*WHAT TO PRODUCE:*
From the entries below, copy every line holding the word "single".

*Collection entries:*

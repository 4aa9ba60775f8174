// SPDX-FileCopyrightText: The midistream authors
// SPDX-License-Identifier: MPL-2.0

//! Packing of messages into size-limited frames for transmission
//!
//! Encoded frame layout, all integers in little endian:
//!
//! ```text
//! frame header:  entry count (u32), total size in bytes (u32)
//! entry header:  time stamp in µs (u64), data length (u16)
//! entry body:    data bytes, zero padding up to a multiple of 4 bytes
//! ```

use std::mem;

use thiserror::Error;

use crate::{Message, TimeStamp};

pub const DEFAULT_MAX_FRAME_SIZE: usize = 65536;

pub const FRAME_HEADER_SIZE: usize = 8;

pub const ENTRY_HEADER_SIZE: usize = 10;

pub const ENTRY_ALIGNMENT: usize = 4;

/// Smallest frame that is able to hold a single byte of data.
pub const MIN_MAX_FRAME_SIZE: usize = FRAME_HEADER_SIZE + entry_size(1);

const MAX_ENTRY_DATA_LEN: usize = u16::MAX as usize;

const fn align_entry(size: usize) -> usize {
    size.div_ceil(ENTRY_ALIGNMENT) * ENTRY_ALIGNMENT
}

const fn entry_size(data_len: usize) -> usize {
    align_entry(ENTRY_HEADER_SIZE + data_len)
}

#[derive(Debug, Clone, PartialEq, Eq, Error)]
pub enum FrameError {
    #[error("invalid maximum frame size: {max_frame_size} byte(s)")]
    InvalidFrameSize { max_frame_size: usize },

    #[error("truncated frame: {expected} byte(s) expected but only {actual} available")]
    Truncated { expected: usize, actual: usize },

    #[error("frame size mismatch: {declared} byte(s) declared but {actual} byte(s) found")]
    SizeMismatch { declared: usize, actual: usize },

    #[error("entry count mismatch: {declared} declared but {actual} found")]
    EntryCountMismatch { declared: usize, actual: usize },
}

pub type FrameResult<T> = std::result::Result<T, FrameError>;

/// Time-stamped chunk of MIDI bytes
///
/// Either a complete message or a fragment of an oversized message.
#[derive(Debug, Clone, PartialEq, Eq)]
pub struct FrameEntry {
    ts: TimeStamp,
    data: Vec<u8>,
}

impl FrameEntry {
    #[must_use]
    pub const fn ts(&self) -> TimeStamp {
        self.ts
    }

    #[must_use]
    pub fn data(&self) -> &[u8] {
        &self.data
    }

    #[must_use]
    pub fn into_data(self) -> Vec<u8> {
        self.data
    }

    /// Encoded size including the header and padding.
    #[must_use]
    pub fn serialized_size(&self) -> usize {
        entry_size(self.data.len())
    }
}

#[derive(Debug, Clone, PartialEq, Eq)]
pub struct Frame {
    entries: Vec<FrameEntry>,
    size: usize,
}

impl Default for Frame {
    fn default() -> Self {
        Self {
            entries: Vec::new(),
            size: FRAME_HEADER_SIZE,
        }
    }
}

impl Frame {
    #[must_use]
    pub fn entries(&self) -> &[FrameEntry] {
        &self.entries
    }

    #[must_use]
    pub fn into_entries(self) -> Vec<FrameEntry> {
        self.entries
    }

    #[must_use]
    pub fn len(&self) -> usize {
        self.entries.len()
    }

    #[must_use]
    pub fn is_empty(&self) -> bool {
        self.entries.is_empty()
    }

    /// Encoded size including all headers and padding.
    #[must_use]
    pub const fn serialized_size(&self) -> usize {
        self.size
    }

    /// All data bytes of all entries in order.
    pub fn data_bytes(&self) -> impl Iterator<Item = u8> + '_ {
        self.entries
            .iter()
            .flat_map(|entry| entry.data.iter().copied())
    }

    fn fits(&self, data_len: usize, max_frame_size: usize) -> bool {
        data_len <= MAX_ENTRY_DATA_LEN && self.size + entry_size(data_len) <= max_frame_size
    }

    fn push(&mut self, ts: TimeStamp, data: &[u8]) {
        debug_assert!(data.len() <= MAX_ENTRY_DATA_LEN);
        self.size += entry_size(data.len());
        self.entries.push(FrameEntry {
            ts,
            data: data.to_vec(),
        });
    }

    #[must_use]
    #[allow(clippy::cast_possible_truncation)]
    pub fn encode(&self) -> Vec<u8> {
        let mut out = Vec::with_capacity(self.size);
        // Packed frames never exceed the maximum frame size that fits into u32
        out.extend_from_slice(&(self.entries.len() as u32).to_le_bytes());
        out.extend_from_slice(&(self.size as u32).to_le_bytes());
        for FrameEntry { ts, data } in &self.entries {
            out.extend_from_slice(&ts.to_micros().to_le_bytes());
            out.extend_from_slice(&(data.len() as u16).to_le_bytes());
            out.extend_from_slice(data);
            out.resize(align_entry(out.len()), 0);
        }
        debug_assert_eq!(self.size, out.len());
        out
    }

    pub fn decode(bytes: &[u8]) -> FrameResult<Self> {
        let declared_count = u32::from_le_bytes(read_array(bytes, 0)?) as usize;
        let declared_size = u32::from_le_bytes(read_array(bytes, 4)?) as usize;
        if declared_size != bytes.len() {
            return Err(FrameError::SizeMismatch {
                declared: declared_size,
                actual: bytes.len(),
            });
        }
        let mut frame = Self::default();
        while frame.size < bytes.len() {
            let offset = frame.size;
            let ts = TimeStamp::from_micros(u64::from_le_bytes(read_array(bytes, offset)?));
            let data_len = u16::from_le_bytes(read_array(bytes, offset + 8)?) as usize;
            let data_start = offset + ENTRY_HEADER_SIZE;
            let entry_end = offset + entry_size(data_len);
            if entry_end > bytes.len() {
                return Err(FrameError::Truncated {
                    expected: entry_end,
                    actual: bytes.len(),
                });
            }
            frame.push(ts, &bytes[data_start..data_start + data_len]);
        }
        if frame.len() != declared_count {
            return Err(FrameError::EntryCountMismatch {
                declared: declared_count,
                actual: frame.len(),
            });
        }
        Ok(frame)
    }
}

fn read_array<const N: usize>(bytes: &[u8], offset: usize) -> FrameResult<[u8; N]> {
    bytes
        .get(offset..offset + N)
        .and_then(|slice| slice.try_into().ok())
        .ok_or(FrameError::Truncated {
            expected: offset + N,
            actual: bytes.len(),
        })
}

/// Origin of the entry time stamps.
#[derive(Debug, Clone, Copy, Default, PartialEq, Eq)]
pub enum TimestampPolicy {
    /// The time stamp of the message.
    #[default]
    Original,
    /// The current time while packing.
    ///
    /// Uses [`TimeStamp::now()`] that counts from a process-local origin.
    /// This timebase is unrelated to the time stamps that the caller
    /// assigned to the messages. Don't mix frames packed with different
    /// policies.
    Now,
}

/// Packs messages into frames of limited size.
///
/// Messages are kept in order and never reordered for a better fit.
/// Messages that do not even fit into an empty frame are split into
/// multiple entries.
#[derive(Debug, Clone, PartialEq, Eq)]
pub struct Packetizer {
    max_frame_size: usize,
    timestamps: TimestampPolicy,
}

impl Default for Packetizer {
    fn default() -> Self {
        Self {
            max_frame_size: DEFAULT_MAX_FRAME_SIZE,
            timestamps: TimestampPolicy::Original,
        }
    }
}

impl Packetizer {
    /// The maximum frame size includes all headers.
    pub fn new(max_frame_size: usize) -> FrameResult<Self> {
        if !(MIN_MAX_FRAME_SIZE..=u32::MAX as usize).contains(&max_frame_size) {
            return Err(FrameError::InvalidFrameSize { max_frame_size });
        }
        Ok(Self {
            max_frame_size,
            ..Default::default()
        })
    }

    #[must_use]
    pub const fn with_timestamps(mut self, timestamps: TimestampPolicy) -> Self {
        self.timestamps = timestamps;
        self
    }

    #[must_use]
    pub const fn max_frame_size(&self) -> usize {
        self.max_frame_size
    }

    #[must_use]
    pub const fn timestamps(&self) -> TimestampPolicy {
        self.timestamps
    }

    /// Maximum number of data bytes of a single entry in an empty frame.
    #[must_use]
    pub const fn max_entry_data_len(&self) -> usize {
        let available = (self.max_frame_size - FRAME_HEADER_SIZE) / ENTRY_ALIGNMENT
            * ENTRY_ALIGNMENT
            - ENTRY_HEADER_SIZE;
        if available < MAX_ENTRY_DATA_LEN {
            available
        } else {
            MAX_ENTRY_DATA_LEN
        }
    }

    #[must_use]
    pub fn pack<'m>(&self, messages: impl IntoIterator<Item = &'m Message>) -> Vec<Frame> {
        let mut frames = Vec::new();
        let mut frame = Frame::default();
        let mut bytes = Vec::new();
        for message in messages {
            bytes.clear();
            message.write_bytes(&mut bytes);
            let ts = match self.timestamps {
                TimestampPolicy::Original => message.ts(),
                TimestampPolicy::Now => TimeStamp::now(),
            };
            if !frame.fits(bytes.len(), self.max_frame_size) && !frame.is_empty() {
                flush_frame(&mut frames, &mut frame);
            }
            if frame.fits(bytes.len(), self.max_frame_size) {
                frame.push(ts, &bytes);
                continue;
            }
            debug_assert!(frame.is_empty());
            let max_chunk_len = self.max_entry_data_len();
            log::trace!(
                "Splitting message with {len} byte(s) into chunks of {max_chunk_len} byte(s)",
                len = bytes.len()
            );
            for chunk in bytes.chunks(max_chunk_len) {
                frame.push(ts, chunk);
                if chunk.len() == max_chunk_len {
                    flush_frame(&mut frames, &mut frame);
                }
            }
        }
        if !frame.is_empty() {
            flush_frame(&mut frames, &mut frame);
        }
        frames
    }
}

fn flush_frame(frames: &mut Vec<Frame>, frame: &mut Frame) {
    let frame = mem::take(frame);
    log::debug!(
        "Packed frame with {count} entries and {size} byte(s)",
        count = frame.len(),
        size = frame.serialized_size()
    );
    frames.push(frame);
}

/// Pack messages with the original time stamps.
///
/// See also [`Packetizer::pack()`].
pub fn pack<'m>(
    messages: impl IntoIterator<Item = &'m Message>,
    max_frame_size: usize,
) -> FrameResult<Vec<Frame>> {
    Packetizer::new(max_frame_size).map(|packetizer| packetizer.pack(messages))
}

*RESPONSE AREA:*
/// Smallest frame that is able to hold a single byte of data.
    /// Maximum number of data bytes of a single entry in an empty frame.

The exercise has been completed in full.